Communications sent to workers at the Cambridge, Ontario, factory "crossed the line set by the law, which prevents employers from intimidating and unduly influencing employees to vote against a union," the International Association of Machinists and Aerospace Workers said in a statement Monday.
The complaint was filed with Ontario’s Labour Relations Board, union spokesman Bill Trbovich said. The vote is tentatively set for Thursday, union organizer Ian Morland said in a Friday interview.
The Machinists union is attempting to become the first labor group in the United States or Canada to win representation at an assembly plant wholly owned by Toyota, Honda Motor Co., Nissan Motor Co. or Hyundai Motor Co. In the United States, the United Auto Workers failed in past efforts at Toyota’s Georgetown, Ky., plant and Nissan’s Smyrna, Tenn., factory.
Toyota, the largest Japanese automaker, said Saturday that it planned to "challenge the union to prove that they have enough signed cards and will request the vote be sealed" until Ontario labor officials rule on the matter.
Pat Clement, a spokeswoman in Canada for the Toyota City, Japan-based company, declined to comment on the union complaint.

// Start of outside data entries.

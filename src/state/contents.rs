//! Contents Module - Path code -> content store with change notification
//!
//! Holds every region's content keyed by its path code (`App.Section1.Title`).
//! Entries are only ever overwritten, never removed. Every `set` is broadcast
//! as a `ContentChange` to all subscribers; filtering by code is up to them,
//! which is how several regions sharing one code stay in sync.
//!
//! # Example
//!
//! ```ignore
//! use inline_cms::state::ContentStore;
//!
//! let store = ContentStore::new();
//! store.init([("A".to_string(), "hi".to_string())]);
//!
//! let sub = store.subscribe(|change| println!("{} = {}", change.code, change.content));
//! store.set("A", "bye");
//! assert_eq!(store.get("A").as_deref(), Some("bye"));
//! ```

use std::cell::RefCell;
use std::collections::BTreeMap;
use std::rc::Rc;

use serde::{Deserialize, Serialize};
use tracing::{debug, trace};

use super::channel::{Channel, Subscription};
use crate::error::{CmsError, Result};

/// Broadcast on every write.
#[derive(Debug, Clone, PartialEq, Eq, Serialize, Deserialize)]
pub struct ContentChange {
    pub code: String,
    pub content: String,
}

#[derive(Clone, Default)]
pub struct ContentStore {
    data: Rc<RefCell<BTreeMap<String, String>>>,
    changes: Channel<ContentChange>,
}

impl ContentStore {
    pub fn new() -> Self {
        Self::default()
    }

    /// Replace the whole store with `initial`. No merge with prior state.
    pub fn init<I, K, V>(&self, initial: I)
    where
        I: IntoIterator<Item = (K, V)>,
        K: Into<String>,
        V: Into<String>,
    {
        let data: BTreeMap<String, String> = initial
            .into_iter()
            .map(|(code, content)| (code.into(), content.into()))
            .collect();
        debug!(entries = data.len(), "contents initialized");
        *self.data.borrow_mut() = data;
    }

    /// Replace the whole store from a JSON object of strings.
    pub fn init_from_json(&self, json: &str) -> Result<()> {
        let value: serde_json::Value = serde_json::from_str(json)?;
        let object = match value {
            serde_json::Value::Object(object) => object,
            other => {
                return Err(CmsError::InvalidContents(format!(
                    "expected an object, found {}",
                    json_kind(&other)
                )));
            }
        };

        let mut entries = BTreeMap::new();
        for (code, content) in object {
            match content {
                serde_json::Value::String(content) => {
                    entries.insert(code, content);
                }
                other => {
                    return Err(CmsError::InvalidContents(format!(
                        "'{code}' holds {}, not a string",
                        json_kind(&other)
                    )));
                }
            }
        }

        self.init(entries);
        Ok(())
    }

    /// Stored content for `code`. `None` means absent; `Some("")` is a
    /// valid stored value.
    pub fn get(&self, code: &str) -> Option<String> {
        self.data.borrow().get(code).cloned()
    }

    /// Upsert and notify every subscriber, changed or not.
    pub fn set(&self, code: impl Into<String>, content: impl Into<String>) {
        let change = ContentChange {
            code: code.into(),
            content: content.into(),
        };
        self.data
            .borrow_mut()
            .insert(change.code.clone(), change.content.clone());
        trace!(code = %change.code, len = change.content.len(), "content set");
        self.changes.emit(&change);
    }

    /// Receive every `set`, for every code.
    pub fn subscribe<F>(&self, listener: F) -> Subscription
    where
        F: Fn(&ContentChange) + 'static,
    {
        self.changes.subscribe(listener)
    }

    pub fn contains(&self, code: &str) -> bool {
        self.data.borrow().contains_key(code)
    }

    pub fn len(&self) -> usize {
        self.data.borrow().len()
    }

    pub fn is_empty(&self) -> bool {
        self.data.borrow().is_empty()
    }

    /// Copy of the full mapping.
    pub fn snapshot(&self) -> BTreeMap<String, String> {
        self.data.borrow().clone()
    }

    /// The full mapping as compact JSON text.
    pub fn export_snapshot(&self) -> Result<String> {
        Ok(serde_json::to_string(&*self.data.borrow())?)
    }

    pub(crate) fn clear_listeners(&self) {
        self.changes.clear();
    }
}

fn json_kind(value: &serde_json::Value) -> &'static str {
    match value {
        serde_json::Value::Null => "null",
        serde_json::Value::Bool(_) => "a boolean",
        serde_json::Value::Number(_) => "a number",
        serde_json::Value::String(_) => "a string",
        serde_json::Value::Array(_) => "an array",
        serde_json::Value::Object(_) => "an object",
    }
}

The Machinists union filed last Thursday for a vote for 3,100 of the plant’s workers with Ontario’s Labour Ministry. The factory employs 5,059 people, according to the company’s Web site.
Machinists organizers began collecting cards from Cambridge workers in November indicating whether they supported union representation. More than 40 percent of cards turned in were in favor, Morland said.
The Ontario board will hold a secret-ballot election if at least 40 percent are in favor, agency spokesman Voy Stelmaszynski said in a telephone interview.
The Cambridge plant builds Corolla and Matrix small cars, Lexus RX 350 sport-utility vehicles and four-cylinder engines. Toyota is building a second assembly plant in Woodstock, Ontario, that will make RAV4 SUVs when it opens next year.
The UAW represents workers at New United Motor Manufacturing Inc., a joint-venture assembly plant in Fremont, Calif., that Toyota operates with General Motors Corp.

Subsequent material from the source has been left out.